Treatment decisions must address pressure and shear. Repositioning, support surfaces, heel offloading, transfer technique, head-of-bed management, moisture control, nutrition referral, pain management, and device checks are central. A sacral foam dressing may protect skin, but it does not correct sliding in bed or prolonged chair sitting.
Device-related pressure is a recurring trap. Oxygen tubing, masks, cervical collars, casts, splints, compression wraps, urinary tubing, and footwear can injure tissue. The WCC candidate should inspect under and around devices, pad or reposition according to policy, and communicate with the team.
Exam trap: massaging reddened skin or using a donut cushion. Another trap is reverse staging, such as documenting that a healing Stage 4 is now a Stage 2. Healing pressure injuries should be described by original stage and current characteristics.

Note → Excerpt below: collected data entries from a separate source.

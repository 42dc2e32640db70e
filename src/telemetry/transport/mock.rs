//! Mock transport for testing

use super::{Endpoint, SocketEvent, Transport};
use crate::error::{Result, SurveyError};
use parking_lot::Mutex;
use std::collections::VecDeque;
use std::sync::Arc;

/// Scripted transport for driving a channel without a network.
///
/// Clones share state, so a test keeps one handle and gives another to
/// the channel.
#[derive(Clone, Default)]
pub struct MockTransport {
    inner: Arc<Mutex<MockTransportInner>>,
}

#[derive(Default)]
struct MockTransportInner {
    events: VecDeque<SocketEvent>,
    /// Outcomes for upcoming `open` calls; empty means success
    open_results: VecDeque<std::result::Result<(), String>>,
    opened: Vec<Endpoint>,
    close_count: usize,
    is_open: bool,
}

impl MockTransport {
    /// Create a new mock transport
    pub fn new() -> Self {
        Self::default()
    }

    /// Queue an event for the next poll
    pub fn inject(&self, event: SocketEvent) {
        self.inner.lock().events.push_back(event);
    }

    /// Queue a text frame
    pub fn inject_frame(&self, text: &str) {
        self.inject(SocketEvent::Frame(text.to_string()));
    }

    /// Simulate the peer dropping the connection
    pub fn drop_connection(&self, reason: &str) {
        let mut inner = self.inner.lock();
        inner.is_open = false;
        inner.events.push_back(SocketEvent::Closed(reason.to_string()));
    }

    /// Make the next `open` call fail immediately
    pub fn fail_next_open(&self, reason: &str) {
        self.inner
            .lock()
            .open_results
            .push_back(Err(reason.to_string()));
    }

    /// Endpoints passed to `open`, in call order
    pub fn opened(&self) -> Vec<Endpoint> {
        self.inner.lock().opened.clone()
    }

    pub fn open_count(&self) -> usize {
        self.inner.lock().opened.len()
    }

    pub fn close_count(&self) -> usize {
        self.inner.lock().close_count
    }

    /// Clear queued events
    pub fn clear_events(&self) {
        self.inner.lock().events.clear();
    }
}

impl Transport for MockTransport {
    fn open(&mut self, endpoint: &Endpoint) -> Result<()> {
        let mut inner = self.inner.lock();
        inner.opened.push(endpoint.clone());

        match inner.open_results.pop_front() {
            Some(Err(reason)) => Err(SurveyError::Connection(std::io::Error::new(
                std::io::ErrorKind::ConnectionRefused,
                reason,
            ))),
            _ => {
                inner.is_open = true;
                inner.events.push_back(SocketEvent::Opened);
                Ok(())
            }
        }
    }

    fn poll_event(&mut self) -> Result<Option<SocketEvent>> {
        Ok(self.inner.lock().events.pop_front())
    }

    fn close(&mut self) {
        let mut inner = self.inner.lock();
        inner.close_count += 1;
        inner.is_open = false;
    }

    fn is_open(&self) -> bool {
        self.inner.lock().is_open
    }
}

Documentation should include location, stage or category, size, tissue, drainage, odor, pain, periwound, undermining or tunneling, risk score or risk factors, support surface, turning plan, heel plan, moisture plan, nutrition referral, education, and response. This supports treatment, prevention, and legal domains.
An intact heel has persistent purple discoloration and pain after prolonged immobility. What is the best WCC exam response?
A full-thickness pressure injury is completely covered by slough, so the base cannot be seen. How should it be classified?
What is the pressure injury treatment trap?